▸ **Directions for this task**
Return only the lines running from the top of the entries to the line with "from an example", inclusive, exactly as written.
%%
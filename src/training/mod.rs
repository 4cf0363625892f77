//! Model training module
//!
//! Provides the generator/model abstractions and the learner that selects
//! the best of several trained candidates:
//! - K-Nearest Neighbors
//! - Linear and logistic regression (gradient descent)
//! - Randomized train/test splits
//! - Best-of-trials [`Learner`]

mod config;
mod learner;
mod models;
pub mod knn;
pub mod linear_models;
pub mod sampling;

pub use config::LearnerConfig;
pub use knn::{KnnConfig, KnnGenerator, KnnModel};
pub use learner::{best, learn, Learner, LearningModel};
pub use linear_models::{
    LinearRegressionGenerator, LinearRegressionModel, LogisticRegressionGenerator,
    LogisticRegressionModel, RegressionConfig,
};
pub use models::{Generator, Model, TrainedModel};
pub use sampling::{split, training_count, RandomSource, TrialSplit};
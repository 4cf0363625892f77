//! Scalar activation functions

/// Logistic squashing `1 / (1 + e^-z)`
pub fn logistic(z: f64) -> f64 {
    1.0 / (1.0 + (-z).exp())
}
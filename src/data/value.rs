//! Raw field values and record access

use serde::{Deserialize, Serialize};
use std::collections::HashMap;
use std::fmt;

/// A single raw field value read from an example
#[derive(Debug, Clone, PartialEq, Serialize, Deserialize)]
pub enum Value {
    Number(f64),
    Bool(bool),
    Text(String),
    Missing,
}

impl Value {
    pub fn as_f64(&self) -> Option<f64> {
        match self {
            Value::Number(v) => Some(*v),
            Value::Bool(b) => Some(if *b { 1.0 } else { 0.0 }),
            _ => None,
        }
    }

    pub fn as_text(&self) -> Option<&str> {
        match self {
            Value::Text(s) => Some(s),
            _ => None,
        }
    }

    pub fn is_missing(&self) -> bool {
        matches!(self, Value::Missing)
    }
}

impl fmt::Display for Value {
    fn fmt(&self, f: &mut fmt::Formatter<'_>) -> fmt::Result {
        match self {
            Value::Number(v) => write!(f, "{}", v),
            Value::Bool(b) => write!(f, "{}", b),
            Value::Text(s) => write!(f, "{}", s),
            Value::Missing => write!(f, "<missing>"),
        }
    }
}

impl From<f64> for Value {
    fn from(v: f64) -> Self {
        Value::Number(v)
    }
}

impl From<bool> for Value {
    fn from(b: bool) -> Self {
        Value::Bool(b)
    }
}

impl From<&str> for Value {
    fn from(s: &str) -> Self {
        Value::Text(s.to_string())
    }
}

impl From<String> for Value {
    fn from(s: String) -> Self {
        Value::Text(s)
    }
}

/// Opaque labeled example exposing its fields by name
pub trait Record: Sync {
    /// Returns the named field, or `None` when the record has no such field
    fn field(&self, name: &str) -> Option<Value>;
}

/// A materialized record, as produced by the tabular adapter
pub type Row = HashMap<String, Value>;

impl Record for HashMap<String, Value> {
    fn field(&self, name: &str) -> Option<Value> {
        self.get(name).cloned()
    }
}

impl Record for serde_json::Value {
    fn field(&self, name: &str) -> Option<Value> {
        let v = self.as_object()?.get(name)?;
        Some(match v {
            serde_json::Value::Null => Value::Missing,
            serde_json::Value::Bool(b) => Value::Bool(*b),
            serde_json::Value::Number(n) => n.as_f64().map(Value::Number).unwrap_or(Value::Missing),
            serde_json::Value::String(s) => Value::Text(s.clone()),
            // nested structures carry no scalar meaning
            _ => Value::Missing,
        })
    }
}

impl<R: Record + ?Sized> Record for &R {
    fn field(&self, name: &str) -> Option<Value> {
        (**self).field(name)
    }
}

#[cfg(test)]
mod tests {
    use super::*;
    use serde_json::json;

    #[test]
    fn test_row_field() {
        let mut row = Row::new();
        row.insert("height".to_string(), Value::Number(1.8));
        assert_eq!(row.field("height"), Some(Value::Number(1.8)));
        assert_eq!(row.field("weight"), None);
    }

    #[test]
    fn test_json_field() {
        let record = json!({ "a": 1.5, "b": true, "c": "Yes", "d": null, "e": [1, 2] });
        assert_eq!(record.field("a"), Some(Value::Number(1.5)));
        assert_eq!(record.field("b"), Some(Value::Bool(true)));
        assert_eq!(record.field("c"), Some(Value::Text("Yes".to_string())));
        assert_eq!(record.field("d"), Some(Value::Missing));
        assert_eq!(record.field("e"), Some(Value::Missing));
        assert_eq!(record.field("z"), None);
    }

    #[test]
    fn test_value_conversions() {
        assert_eq!(Value::Bool(true).as_f64(), Some(1.0));
        assert_eq!(Value::from("x").as_text(), Some("x"));
        assert!(Value::Missing.is_missing());
        assert_eq!(Value::Text("x".into()).as_f64(), None);
    }
}
//! Office productivity.
//!
//! Employee traits feed a per-job weighted sum; operations, engineer and
//! management output then combine into the division's raw production,
//! product development progress and research point gain.

use super::upgrades::upgrade_benefit;
use crate::model::{
    CorporationUpgrade, EmployeeTraits, Job, JobCounts, JobProduction, ProductionSnapshot,
    Research, ResearchSet,
};

/// Trait weights of one job: intelligence, charisma, creativity,
/// efficiency, experience.
pub type TraitWeights = [f64; 5];

/// Per-job trait weights.
pub const fn job_weights(job: Job) -> TraitWeights {
    match job {
        Job::Operations => [0.6, 0.1, 0.5, 1.0, 1.0],
        Job::Engineer => [1.0, 0.1, 0.0, 1.0, 1.5],
        Job::Business => [0.4, 1.0, 0.0, 0.0, 0.5],
        Job::Management => [0.0, 2.0, 0.2, 0.7, 1.0],
        Job::ResearchAndDevelopment => [1.5, 0.0, 1.0, 0.5, 0.8],
    }
}

/// Share of office output kept after balancing.
const OFFICE_BALANCING: f64 = 0.05;

/// Multipliers applied to the four skill traits.
#[derive(Debug, Clone, Copy, PartialEq)]
#[cfg_attr(feature = "serde", derive(serde::Serialize, serde::Deserialize))]
pub struct StatMultipliers {
    pub intelligence: f64,
    pub charisma: f64,
    pub creativity: f64,
    pub efficiency: f64,
}

impl Default for StatMultipliers {
    fn default() -> Self {
        Self {
            intelligence: 1.0,
            charisma: 1.0,
            creativity: 1.0,
            efficiency: 1.0,
        }
    }
}

impl StatMultipliers {
    /// Upgrade benefit times research multiplier for every trait.
    pub fn from_snapshot(snapshot: &ProductionSnapshot) -> Self {
        let up = |u: CorporationUpgrade| upgrade_benefit(u, snapshot.upgrades.get(u));
        let r = &snapshot.researches;
        let cph4 = r.factor(Research::Cph4Injections, 1.1);
        let overclock = r.factor(Research::Overclock, 1.25);
        Self {
            intelligence: up(CorporationUpgrade::NeuralAccelerators) * cph4 * overclock,
            charisma: up(CorporationUpgrade::SpeechProcessorImplants) * cph4,
            creativity: up(CorporationUpgrade::NuoptimalNootropicInjectorImplants) * cph4,
            efficiency: up(CorporationUpgrade::FocusWires) * cph4 * overclock,
        }
    }
}

/// Weighted trait sum of one employee in `job`, before morale and energy.
pub fn job_multiplier(traits: &EmployeeTraits, multipliers: &StatMultipliers, job: Job) -> f64 {
    let [w_int, w_cha, w_cre, w_eff, w_exp] = job_weights(job);
    w_int * traits.intelligence * multipliers.intelligence
        + w_cha * traits.charisma * multipliers.charisma
        + w_cre * traits.creativity * multipliers.creativity
        + w_eff * traits.efficiency * multipliers.efficiency
        + w_exp * traits.experience
}

/// Production of every job for the given headcounts.
///
/// `count * weighted_traits * morale * energy * 1e-4`.
pub fn employee_production(
    traits: &EmployeeTraits,
    counts: &JobCounts,
    multipliers: &StatMultipliers,
) -> JobProduction {
    let base = traits.morale * traits.energy * 1e-4;
    counts.map(|job, n| n as f64 * job_multiplier(traits, multipliers, job) * base)
}

/// Non-office multipliers on raw production.
#[derive(Debug, Clone, Copy, PartialEq)]
#[cfg_attr(feature = "serde", derive(serde::Serialize, serde::Deserialize))]
pub struct ProductionMultipliers {
    /// Boost-material multiplier of the division.
    pub division: f64,
    /// Smart Factories benefit.
    pub upgrade: f64,
    pub research: f64,
}

impl ProductionMultipliers {
    pub fn from_snapshot(snapshot: &ProductionSnapshot, is_product: bool) -> Self {
        let r = &snapshot.researches;
        let mut research = r.factor(Research::DroneAssembly, 1.2)
            * r.factor(Research::SelfCorrectingAssemblers, 1.1);
        if is_product {
            research *= r.factor(Research::UpgradeFulcrum, 1.05);
        }
        Self {
            division: snapshot.division_production_multiplier,
            upgrade: upgrade_benefit(
                CorporationUpgrade::SmartFactories,
                snapshot.upgrades.get(CorporationUpgrade::SmartFactories),
            ),
            research,
        }
    }
}

/// `1 + mgmt / (1.2 * total)`, or `None` when the office produces nothing.
fn management_factor(production: &JobProduction) -> Option<(f64, f64, f64)> {
    let ops = production[Job::Operations].max(0.0);
    let eng = production[Job::Engineer].max(0.0);
    let mgmt = production[Job::Management].max(0.0);
    let total = ops + eng + mgmt;
    if !(total > 0.0) {
        return None;
    }
    Some((ops, eng, 1.0 + mgmt / (1.2 * total)))
}

/// Units produced per second.
///
/// `(ops^0.4 + eng^0.3) * management_factor * 0.05`, halved for products,
/// then scaled by `multipliers`. Returns 0 when operations, engineer and
/// management together produce nothing.
pub fn raw_production(
    production: &JobProduction,
    multipliers: &ProductionMultipliers,
    is_product: bool,
) -> f64 {
    let Some((ops, eng, mgmt_factor)) = management_factor(production) else {
        return 0.0;
    };
    let mut office = (ops.powf(0.4) + eng.powf(0.3)) * mgmt_factor * OFFICE_BALANCING;
    if is_product {
        office *= 0.5;
    }
    office * multipliers.division * multipliers.upgrade * multipliers.research
}

/// Development progress in percent points per market cycle.
pub fn product_development_progress(production: &JobProduction) -> f64 {
    let Some((ops, eng, mgmt_factor)) = management_factor(production) else {
        return 0.0;
    };
    0.01 * (eng.powf(0.34) + ops.powf(0.2)) * mgmt_factor
}

/// Research points gained per market cycle from R&D output.
pub fn research_point_gain(
    rnd_production: f64,
    project_insight_level: u32,
    researches: &ResearchSet,
) -> f64 {
    if !(rnd_production > 0.0) {
        return 0.0;
    }
    0.004
        * rnd_production.sqrt()
        * upgrade_benefit(CorporationUpgrade::ProjectInsight, project_insight_level)
        * researches.factor(Research::HiTechRndLaboratory, 1.1)
}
%%
▸ **Written answer**
filename src/training/mod.rs
repository 4cf0363625892f77
//! Model training module
//!
//! Provides the generator/model abstractions and the learner that selects
//! the best of several trained candidates:
//! - K-Nearest Neighbors
//! - Linear and logistic regression (gradient descent)
//! - Randomized train/test splits
//! - Best-of-trials [`Learner`]

mod config;
mod learner;
mod models;
pub mod knn;
pub mod linear_models;
pub mod sampling;

pub use config::LearnerConfig;
pub use knn::{KnnConfig, KnnGenerator, KnnModel};
pub use learner::{best, learn, Learner, LearningModel};
pub use linear_models::{
    LinearRegressionGenerator, LinearRegressionModel, LogisticRegressionGenerator,
    LogisticRegressionModel, RegressionConfig,
};
pub use models::{Generator, Model, TrainedModel};
pub use sampling::{split, training_count, RandomSource, TrialSplit};
repository 4cf0363625892f77
//! Scalar activation functions

/// Logistic squashing `1 / (1 + e^-z)`
pub fn logistic(z: f64) -> f64 {
    1.0 / (1.0 + (-z).exp())
}
filename src/data/value.rs
//! Raw field values and record access

use serde::{Deserialize, Serialize};
use std::collections::HashMap;
use std::fmt;

/// A single raw field value read from an example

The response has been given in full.